Rarely a week goes by that we do not learn something new about this deadly addiction. Some time ago we read that smoking is the major contributor to 270,000 yearly cancers in Europe.

For some types of cancer, such as lung and larynx, over 80 per cent were caused by smoking, which is also a major contributor to colon and bladder cancer.

One cannot but support the Government in its efforts to curb smoking, but more should be done as regards public places. In some bars and clubs one can see people smoking with no respect for the non-smokers present and for the law. There should be more enforcement in such places.

From time to time, leading surgeons – who every day witness people suffering and dying through smoke-related diseases – explain the enormous harm smoking causes both to the smoker and to the passive smoker. Smoking in public used to be fashionable once.

Humphrey Bogart developed smoking on screen as an art. We used to give way to smokers in cinemas and offices and on buses; no one dared tell a bully to put out his cigar in a crowded bus.

Today, the civilised world is recognising the terrible harm smoking is doing; and that is why more countries are banning smoking in public places.

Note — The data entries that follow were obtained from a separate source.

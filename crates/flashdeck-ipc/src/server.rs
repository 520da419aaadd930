//! IPC server implementation

use flashdeck_api::{ClientInfo, Command, ErrorCode, ErrorInfo, Event, Request, Response};
use flashdeck_util::{ClientId, UserId};
use std::collections::HashMap;
use std::os::unix::fs::PermissionsExt;
use std::path::{Path, PathBuf};
use std::sync::Arc;
use tokio::io::{AsyncBufReadExt, AsyncWriteExt, BufReader};
use tokio::net::{UnixListener, UnixStream};
use tokio::sync::{broadcast, mpsc, Mutex, RwLock};
use tracing::{debug, error, info, warn};

use crate::{IpcError, IpcResult};

/// Message from client to server
pub enum ServerMessage {
    Request {
        client_id: ClientId,
        request: Request,
    },
    ClientConnected {
        client_id: ClientId,
        info: ClientInfo,
    },
    ClientDisconnected {
        client_id: ClientId,
    },
}

/// IPC Server
pub struct IpcServer {
    socket_path: PathBuf,
    listener: Option<UnixListener>,
    clients: Arc<RwLock<HashMap<ClientId, ClientHandle>>>,
    event_tx: broadcast::Sender<Event>,
    message_tx: mpsc::UnboundedSender<ServerMessage>,
    message_rx: Arc<Mutex<Option<mpsc::UnboundedReceiver<ServerMessage>>>>,
}

struct ClientHandle {
    info: ClientInfo,
    response_tx: mpsc::UnboundedSender<String>,
    /// User whose events this connection receives, once subscribed
    subscription: Option<UserId>,
}

impl IpcServer {
    /// Create a new IPC server
    pub fn new(socket_path: impl AsRef<Path>) -> Self {
        let (event_tx, _) = broadcast::channel(100);
        let (message_tx, message_rx) = mpsc::unbounded_channel();

        Self {
            socket_path: socket_path.as_ref().to_path_buf(),
            listener: None,
            clients: Arc::new(RwLock::new(HashMap::new())),
            event_tx,
            message_tx,
            message_rx: Arc::new(Mutex::new(Some(message_rx))),
        }
    }

    /// Start listening
    pub async fn start(&mut self) -> IpcResult<()> {
        // Remove stale socket from a previous run
        if self.socket_path.exists() {
            std::fs::remove_file(&self.socket_path)?;
        }

        if let Some(parent) = self.socket_path.parent() {
            std::fs::create_dir_all(parent)?;
        }

        let listener = UnixListener::bind(&self.socket_path)?;

        // Owner and group only
        std::fs::set_permissions(&self.socket_path, std::fs::Permissions::from_mode(0o660))?;

        info!(path = %self.socket_path.display(), "IPC server listening");

        self.listener = Some(listener);

        Ok(())
    }

    /// Get receiver for server messages
    pub async fn take_message_receiver(&self) -> Option<mpsc::UnboundedReceiver<ServerMessage>> {
        self.message_rx.lock().await.take()
    }

    /// Accept connections in a loop
    pub async fn run(&self) -> IpcResult<()> {
        let listener = self
            .listener
            .as_ref()
            .ok_or_else(|| IpcError::ServerError("Server not started".into()))?;

        loop {
            match listener.accept().await {
                Ok((stream, _)) => {
                    let client_id = ClientId::new();
                    let uid = get_peer_uid(&stream);

                    let info = ClientInfo::new();
                    let info = if let Some(u) = uid {
                        info.with_uid(u)
                    } else {
                        info
                    };

                    info!(client_id = %client_id, uid = ?uid, "Client connected");

                    self.handle_client(stream, client_id, info).await;
                }
                Err(e) => {
                    error!(error = %e, "Failed to accept connection");
                }
            }
        }
    }

    async fn handle_client(&self, stream: UnixStream, client_id: ClientId, info: ClientInfo) {
        let (read_half, write_half) = stream.into_split();
        let (response_tx, mut response_rx) = mpsc::unbounded_channel::<String>();

        {
            let mut clients = self.clients.write().await;
            clients.insert(
                client_id.clone(),
                ClientHandle {
                    info: info.clone(),
                    response_tx: response_tx.clone(),
                    subscription: None,
                },
            );
        }

        let _ = self.message_tx.send(ServerMessage::ClientConnected {
            client_id: client_id.clone(),
            info,
        });

        let clients = self.clients.clone();
        let message_tx = self.message_tx.clone();
        let client_id_reader = client_id.clone();

        // Reader task
        tokio::spawn(async move {
            let mut reader = BufReader::new(read_half);
            let mut line = String::new();

            loop {
                line.clear();
                match reader.read_line(&mut line).await {
                    Ok(0) => {
                        debug!(client_id = %client_id_reader, "Client disconnected (EOF)");
                        break;
                    }
                    Ok(_) => {
                        let line = line.trim();
                        if line.is_empty() {
                            continue;
                        }

                        match serde_json::from_str::<Request>(line) {
                            Ok(request) => {
                                let subscription = match request.command {
                                    Command::SubscribeEvents => Some(Some(request.user_id)),
                                    Command::UnsubscribeEvents => Some(None),
                                    _ => None,
                                };
                                if let Some(subscription) = subscription {
                                    let mut clients = clients.write().await;
                                    if let Some(handle) = clients.get_mut(&client_id_reader) {
                                        handle.subscription = subscription;
                                    }
                                }

                                let _ = message_tx.send(ServerMessage::Request {
                                    client_id: client_id_reader.clone(),
                                    request,
                                });
                            }
                            Err(e) => {
                                warn!(
                                    client_id = %client_id_reader,
                                    error = %e,
                                    "Invalid request"
                                );
                                // No request id to correlate with; answer with 0
                                let response = Response::error(
                                    0,
                                    ErrorInfo::new(
                                        ErrorCode::InvalidRequest,
                                        format!("Malformed request: {e}"),
                                    ),
                                );
                                if let Ok(json) = serde_json::to_string(&response) {
                                    let _ = response_tx.send(json);
                                }
                            }
                        }
                    }
                    Err(e) => {
                        debug!(client_id = %client_id_reader, error = %e, "Read error");
                        break;
                    }
                }
            }

            // Dropping the last response sender stops the writer task
            clients.write().await.remove(&client_id_reader);
        });

        // Writer task
        let mut event_rx = self.event_tx.subscribe();
        let clients_writer = self.clients.clone();
        let client_id_writer = client_id;
        let message_tx_writer = self.message_tx.clone();

        tokio::spawn(async move {
            let mut writer = write_half;

            loop {
                tokio::select! {
                    response = response_rx.recv() => {
                        let Some(mut msg) = response else { break };
                        msg.push('\n');
                        if let Err(e) = writer.write_all(msg.as_bytes()).await {
                            debug!(client_id = %client_id_writer, error = %e, "Write error");
                            break;
                        }
                    }

                    // Events go only to connections subscribed as the event's user
                    event = event_rx.recv() => {
                        let event = match event {
                            Ok(event) => event,
                            Err(broadcast::error::RecvError::Lagged(skipped)) => {
                                warn!(client_id = %client_id_writer, skipped, "Event stream lagged");
                                continue;
                            }
                            Err(broadcast::error::RecvError::Closed) => break,
                        };

                        let subscribed = {
                            let clients = clients_writer.read().await;
                            clients
                                .get(&client_id_writer)
                                .and_then(|h| h.subscription)
                                == Some(event.user_id)
                        };

                        if subscribed && let Ok(mut msg) = serde_json::to_string(&event) {
                            msg.push('\n');
                            if let Err(e) = writer.write_all(msg.as_bytes()).await {
                                debug!(client_id = %client_id_writer, error = %e, "Event write error");
                                break;
                            }
                        }
                    }
                }
            }

            let _ = message_tx_writer.send(ServerMessage::ClientDisconnected {
                client_id: client_id_writer.clone(),
            });

            let mut clients = clients_writer.write().await;
            clients.remove(&client_id_writer);
        });
    }

    /// Send a response to a specific client
    pub async fn send_response(&self, client_id: &ClientId, response: Response) -> IpcResult<()> {
        let json = serde_json::to_string(&response)?;

        let clients = self.clients.read().await;
        if let Some(handle) = clients.get(client_id) {
            handle
                .response_tx
                .send(json)
                .map_err(|_| IpcError::ConnectionClosed)?;
        }

        Ok(())
    }

    /// Deliver an event to every client subscribed as the event's user
    pub fn broadcast_event(&self, event: Event) {
        let _ = self.event_tx.send(event);
    }

    /// Get client info
    pub async fn get_client_info(&self, client_id: &ClientId) -> Option<ClientInfo> {
        let clients = self.clients.read().await;
        clients.get(client_id).map(|h| h.info.clone())
    }

    /// Get connected client count
    pub async fn client_count(&self) -> usize {
        self.clients.read().await.len()
    }

    /// Shutdown the server
    pub fn shutdown(&self) {
        if self.socket_path.exists() {
            let _ = std::fs::remove_file(&self.socket_path);
        }
    }
}

impl Drop for IpcServer {
    fn drop(&mut self) {
        self.shutdown();
    }
}

/// Get peer UID from Unix socket
fn get_peer_uid(stream: &UnixStream) -> Option<u32> {
    use std::os::unix::io::AsFd;

    let fd = stream.as_fd();

    match nix::sys::socket::getsockopt(&fd, nix::sys::socket::sockopt::PeerCredentials) {
        Ok(cred) => Some(cred.uid()),
        Err(_) => None,
    }
}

In Malta, a person a day dies of tobacco-related causes. Charmaine Gauci, director of the Health Promotion and Disease Prevention Directorate, said that nowadays, most people are aware that smoking is harmful but many do not actually perceive the full extent of that damage. The benefits of quitting are immediate.

Though it is not easy for a heavy smoker to quit suddenly, it is not impossible.

I believe the Health Promotion Department runs free smoking cessation classes and those who really want to quit can use this service before it is too late. One can phone the Quitline on 2326 6116.